My laptop hard drive went up and died on me last week. Surprisingly I took it with equanimity, but only because:
  1. The laptop was only about 12 weeks old, so I didn't have too much new stuff on it yet. Most of the files on there were transferred in December from my old laptop, which I still have.
  2. I had SOME of my newer files backed up on a company network
  3. All of my email - which is 70% of my work - is kept on a server, so my loss there was zero. And I recovered a lot of files from email attachments.
So my total loss of work since December was probably only ~15%. Not too bad. The good thing was that the drive failed early ("infant mortality"). If the drive had gone on for a year or more and then failed the damage could have been a lot worse.

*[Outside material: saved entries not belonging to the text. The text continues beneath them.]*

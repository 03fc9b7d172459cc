//! Weak Association Store
//!
//! Per-target bookkeeping kept on the side: the cached wrapper and the
//! parent linkage. Nothing in here is held strongly, so the registry never
//! keeps a target (or its wrapper) alive. Entries for dropped targets linger
//! until [`Registry::sweep`] evicts them.

use std::collections::{HashMap, HashSet};
use std::rc::{Rc, Weak};

use super::key::PropKey;
use super::value::{Target, TargetId, TargetInner};
use super::wrapper::WrapperInner;

/// Back-reference from a nested target to the property it was reached through.
#[derive(Debug, Clone, PartialEq, Eq)]
pub struct Linkage {
    pub parent: TargetId,
    pub key: PropKey,
}

struct Entry {
    target: Weak<TargetInner>,
    wrapper: Weak<WrapperInner>,
    parent: Option<Linkage>,
}

#[derive(Default)]
pub(crate) struct Registry {
    entries: HashMap<TargetId, Entry>,
}

impl Registry {
    pub fn new() -> Self {
        Self::default()
    }

    /// The live wrapper for `id`, if one exists.
    pub fn cached_wrapper(&self, id: TargetId) -> Option<Rc<WrapperInner>> {
        self.entries.get(&id).and_then(|e| e.wrapper.upgrade())
    }

    /// Remember `wrapper` as the wrapper of `target`.
    pub fn cache_wrapper(&mut self, target: &Target, wrapper: &Rc<WrapperInner>) {
        let entry = self.entries.entry(target.id()).or_insert_with(|| Entry {
            target: target.downgrade(),
            wrapper: Weak::new(),
            parent: None,
        });
        entry.wrapper = Rc::downgrade(wrapper);
    }

    pub fn parent(&self, id: TargetId) -> Option<&Linkage> {
        self.entries.get(&id).and_then(|e| e.parent.as_ref())
    }

    /// Record that `child` was reached through `parent.key`.
    ///
    /// The latest path wins. A linkage that would make `child` its own
    /// ancestor is refused and `false` is returned, so linkage chains stay
    /// acyclic.
    pub fn link(&mut self, child: TargetId, parent: TargetId, key: PropKey) -> bool {
        if self.is_ancestor_or_self(child, parent) {
            return false;
        }
        match self.entries.get_mut(&child) {
            Some(entry) => {
                entry.parent = Some(Linkage { parent, key });
                true
            }
            None => false,
        }
    }

    /// Walk up from `start` looking for `candidate`.
    fn is_ancestor_or_self(&self, candidate: TargetId, start: TargetId) -> bool {
        let mut visited = HashSet::new();
        let mut cursor = Some(start);
        while let Some(id) = cursor {
            if id == candidate {
                return true;
            }
            if !visited.insert(id) {
                break;
            }
            cursor = self.parent(id).map(|link| link.parent);
        }
        false
    }

    /// Evict entries whose target has been dropped, returning their ids.
    ///
    /// Linkages pointing at an evicted parent are cleared as well.
    pub fn sweep(&mut self) -> Vec<TargetId> {
        let dead: Vec<TargetId> = self
            .entries
            .iter()
            .filter(|(_, e)| e.target.strong_count() == 0)
            .map(|(id, _)| *id)
            .collect();

        for id in &dead {
            self.entries.remove(id);
        }
        if !dead.is_empty() {
            for entry in self.entries.values_mut() {
                if entry
                    .parent
                    .as_ref()
                    .is_some_and(|link| dead.contains(&link.parent))
                {
                    entry.parent = None;
                }
            }
        }
        dead
    }

    pub fn len(&self) -> usize {
        self.entries.len()
    }
}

That's not to say that this wasn't painless. The most annoying things were, in reverse order:

3. Pictures - I had some pictures I had taken over the last couple of months that didn't get backed up. Gone forever.

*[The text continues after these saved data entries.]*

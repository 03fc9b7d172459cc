//! Tracked State
//!
//! Plain data ([`Target`], [`Value`]) and the interception layer that makes
//! it observable ([`Wrapper`]).
//!
//! # Concepts
//!
//! ## Targets
//!
//! A target is a caller-owned record or sequence. The runtime never copies
//! it; it only wraps it.
//!
//! ## Wrappers
//!
//! A wrapper intercepts reads and writes on one target. There is at most one
//! live wrapper per target, so wrapping the same target twice, or reading the
//! same nested property twice, yields the same handle.
//!
//! ## Parent Linkage
//!
//! A target reached through a property of another target remembers that
//! property. In-place sequence mutations use it to also notify whoever
//! observes the containing property.

mod key;
pub(crate) mod registry;
mod value;
mod wrapper;

pub use key::{Access, Comparator, PropKey, SequenceCall, SequenceOp};
pub use registry::Linkage;
pub use value::{Aggregate, Shape, Target, TargetId, Value};
pub use wrapper::{Outcome, Tracked, Wrapper};

pub(crate) use wrapper::WrapperInner;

2. Financial Files - Microsoft Money lost about two months of transactions. I keep paper copies of everything, so this required just sitting down and inputting it again. A pain in the ass, but maybe it will make me remember to back up more often.

1. iTunes - Hands down the worse. I think everyone knows that Apple makes it nearly impossible to download from the iPod to the hard drive, so the first thing I did was copy my old library from my old laptop, which got 99% of my music. When I did this, Apple was good enough to remind me that I had to "reauthorize" my "new computer" (it's just a new drive, Steve), and that the tunes I bought on my old computer have now been used three times (my old laptop, my failed drive, and now my new drive). Only two more computers to go for those songs.

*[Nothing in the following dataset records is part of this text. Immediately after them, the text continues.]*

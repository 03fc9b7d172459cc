//! Scoped Effects
//!
//! A scoped effect belongs to a host lifetime, modeled by [`Scope`]. It can
//! only be created while the scope's registration context is open, and its
//! subscription follows the scope rather than its own creation:
//!
//! ```text
//! registered --mount--> mounted --unmount--> unmounted --mount--> mounted
//! ```
//!
//! - Registration runs the body once, capturing what it reads and the cleanup
//!   it hands back. Nothing is subscribed yet.
//! - The first mount subscribes the captured dependencies without running the
//!   body again.
//! - A triggered re-run calls the previous cleanup, clears the old edges and
//!   evaluates again with tracking.
//! - Unmount calls the cleanup and drops every edge. A later mount evaluates
//!   the body afresh.

use std::cell::{Cell, RefCell};
use std::fmt;
use std::rc::{Rc, Weak};

use indexmap::IndexSet;
use tracing::debug;

use crate::error::{Error, Result};
use crate::graph::Dependency;

use super::context::Observer;
use super::runtime::{Runtime, RuntimeInner};
use super::subscriber::{Subscriber, SubscriberId};

/// Callback a scoped effect hands back to run before its next evaluation
/// and on unmount.
pub type Cleanup = Box<dyn FnOnce()>;

pub(crate) type ScopedFn = Box<dyn FnMut() -> Result<Option<Cleanup>>>;

/// Lifecycle state of a scoped effect.
#[derive(Debug, Clone, Copy, PartialEq, Eq)]
pub enum ScopedState {
    Registered,
    Mounted,
    Unmounted,
}

pub(crate) struct ScopedEffectInner {
    id: SubscriberId,
    body: RefCell<ScopedFn>,
    cleanup: RefCell<Option<Cleanup>>,
    captured: RefCell<IndexSet<Dependency>>,
    state: Cell<ScopedState>,
    run_count: Cell<usize>,
}

impl ScopedEffectInner {
    pub(crate) fn new(body: ScopedFn) -> Self {
        Self {
            id: SubscriberId::new(),
            body: RefCell::new(body),
            cleanup: RefCell::new(None),
            captured: RefCell::new(IndexSet::new()),
            state: Cell::new(ScopedState::Registered),
            run_count: Cell::new(0),
        }
    }

    pub(crate) fn id(&self) -> SubscriberId {
        self.id
    }

    fn evaluate(&self, runtime: &Runtime, observer: Observer) -> Result<Option<Cleanup>> {
        let mut body = self
            .body
            .try_borrow_mut()
            .map_err(|_| Error::ReentrantEvaluation(self.id))?;
        let _observing = runtime.observe(observer);
        self.run_count.set(self.run_count.get() + 1);
        (body)()
    }

    fn run_cleanup(&self) {
        let previous = self.cleanup.borrow_mut().take();
        if let Some(cleanup) = previous {
            cleanup();
        }
    }

    /// First evaluation: record reads without subscribing.
    pub(crate) fn register(&self, runtime: &Runtime) -> Result<()> {
        let captured = Rc::new(RefCell::new(IndexSet::new()));
        let cleanup = self.evaluate(runtime, Observer::Capture(captured.clone()))?;
        *self.captured.borrow_mut() = captured.take();
        *self.cleanup.borrow_mut() = cleanup;
        Ok(())
    }

    pub(crate) fn mount(self: &Rc<Self>, runtime: &Runtime) -> Result<()> {
        match self.state.get() {
            ScopedState::Mounted => Ok(()),
            ScopedState::Registered => {
                runtime.insert_subscriber(self.clone());
                let captured = std::mem::take(&mut *self.captured.borrow_mut());
                debug!(effect = %self.id, dependencies = captured.len(), "mounted scoped effect");
                runtime.subscribe_all(self.id, captured);
                self.state.set(ScopedState::Mounted);
                Ok(())
            }
            ScopedState::Unmounted => {
                runtime.insert_subscriber(self.clone());
                self.state.set(ScopedState::Mounted);
                match self.evaluate(runtime, Observer::Subscriber(self.id)) {
                    Ok(cleanup) => {
                        *self.cleanup.borrow_mut() = cleanup;
                        debug!(effect = %self.id, "remounted scoped effect");
                        Ok(())
                    }
                    Err(error) => {
                        runtime.release_subscriber(self.id);
                        self.state.set(ScopedState::Unmounted);
                        Err(error)
                    }
                }
            }
        }
    }

    /// Run the cleanup and drop every edge. A runtime that is already gone
    /// has no edges left to drop.
    pub(crate) fn unmount(&self, runtime: Option<&Runtime>) {
        let state = self.state.replace(ScopedState::Unmounted);
        if state == ScopedState::Unmounted {
            return;
        }
        self.run_cleanup();
        self.captured.borrow_mut().clear();
        if let (ScopedState::Mounted, Some(runtime)) = (state, runtime) {
            runtime.release_subscriber(self.id);
        }
        debug!(effect = %self.id, "unmounted scoped effect");
    }
}

impl Subscriber for ScopedEffectInner {
    fn id(&self) -> SubscriberId {
        self.id
    }

    fn run(&self, runtime: &Runtime) -> Result<()> {
        if self.state.get() != ScopedState::Mounted {
            return Ok(());
        }
        self.run_cleanup();
        runtime.clear_edges(self.id);
        let cleanup = self.evaluate(runtime, Observer::Subscriber(self.id))?;
        *self.cleanup.borrow_mut() = cleanup;
        Ok(())
    }
}

/// Handle to a scoped effect. The owning [`Scope`] controls its lifecycle.
#[derive(Clone)]
pub struct ScopedEffect {
    inner: Rc<ScopedEffectInner>,
}

impl ScopedEffect {
    pub(crate) fn from_inner(inner: Rc<ScopedEffectInner>) -> Self {
        Self { inner }
    }

    pub fn id(&self) -> SubscriberId {
        self.inner.id
    }

    pub fn state(&self) -> ScopedState {
        self.inner.state.get()
    }

    /// Number of times the body has run, registration included.
    pub fn run_count(&self) -> usize {
        self.inner.run_count.get()
    }
}

impl fmt::Debug for ScopedEffect {
    fn fmt(&self, f: &mut fmt::Formatter<'_>) -> fmt::Result {
        f.debug_struct("ScopedEffect")
            .field("id", &self.id())
            .field("state", &self.state())
            .field("run_count", &self.run_count())
            .finish()
    }
}

pub(crate) struct ScopeInner {
    runtime: Weak<RuntimeInner>,
    effects: RefCell<Vec<Rc<ScopedEffectInner>>>,
    mounted: Cell<bool>,
}

impl ScopeInner {
    pub(crate) fn is_mounted(&self) -> bool {
        self.mounted.get()
    }

    pub(crate) fn adopt(&self, effect: Rc<ScopedEffectInner>) {
        self.effects.borrow_mut().push(effect);
    }

    fn effects(&self) -> Vec<Rc<ScopedEffectInner>> {
        self.effects.borrow().clone()
    }
}

/// One host lifetime owning a set of scoped effects.
///
/// Effects are registered inside [`Runtime::with_registration`]. Dropping the
/// scope unmounts it.
///
/// # Example
///
/// ```rust
/// use trellis_core::{Cleanup, Runtime, Scope, Target, Value};
///
/// let runtime = Runtime::new();
/// let state = runtime.wrap(&Target::record([("title", Value::from("draft"))]));
/// let scope = Scope::new(&runtime);
///
/// let s = state.clone();
/// runtime.with_registration(&scope, || {
///     runtime.register_scoped_effect(move || {
///         println!("title: {:?}", s.get("title")?.as_str());
///         let cleanup: Cleanup = Box::new(|| println!("cleanup"));
///         Ok(Some(cleanup))
///     })
/// })?;
///
/// scope.mount()?;
/// state.set("title", "final")?;
/// runtime.run_until_idle()?;
/// # Ok::<(), trellis_core::Error>(())
/// ```
pub struct Scope {
    inner: Rc<ScopeInner>,
}

impl Scope {
    pub fn new(runtime: &Runtime) -> Self {
        Self {
            inner: Rc::new(ScopeInner {
                runtime: runtime.downgrade(),
                effects: RefCell::new(Vec::new()),
                mounted: Cell::new(false),
            }),
        }
    }

    pub(crate) fn inner(&self) -> &Rc<ScopeInner> {
        &self.inner
    }

    /// Subscribe every owned effect. Mounting a mounted scope does nothing.
    ///
    /// Every effect is attempted; the first error is returned.
    pub fn mount(&self) -> Result<()> {
        if self.inner.mounted.get() {
            return Ok(());
        }
        let runtime = self
            .inner
            .runtime
            .upgrade()
            .map(Runtime::from_inner)
            .ok_or(Error::RuntimeDropped)?;
        self.inner.mounted.set(true);

        let mut first_error = None;
        for effect in self.inner.effects() {
            if let Err(error) = effect.mount(&runtime) {
                first_error.get_or_insert(error);
            }
        }
        first_error.map_or(Ok(()), Err)
    }

    /// Run every cleanup and drop every edge the owned effects hold.
    pub fn unmount(&self) {
        self.inner.mounted.set(false);
        let runtime = self.inner.runtime.upgrade().map(Runtime::from_inner);
        for effect in self.inner.effects() {
            effect.unmount(runtime.as_ref());
        }
    }

    pub fn is_mounted(&self) -> bool {
        self.inner.is_mounted()
    }

    /// Number of effects registered into this scope.
    pub fn effect_count(&self) -> usize {
        self.inner.effects.borrow().len()
    }
}

impl Drop for Scope {
    fn drop(&mut self) {
        self.unmount();
    }
}

impl fmt::Debug for Scope {
    fn fmt(&self, f: &mut fmt::Formatter<'_>) -> fmt::Result {
        f.debug_struct("Scope")
            .field("mounted", &self.is_mounted())
            .field("effects", &self.effect_count())
            .finish()
    }
}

Then there is the music that I bought since January. It's sitting on my iPod, but I can't get it into my computer unless I dig deep into the iPod files (doable, but a pain), buy software to do it for me (At $20-$30, a lot more expensive than the music I bought), or buy the few songs again (only a few bucks, but we are talking about the principle here).

Whatever I decide, I can only say that I am really happy I downloaded like mad during the closing weeks of Napster.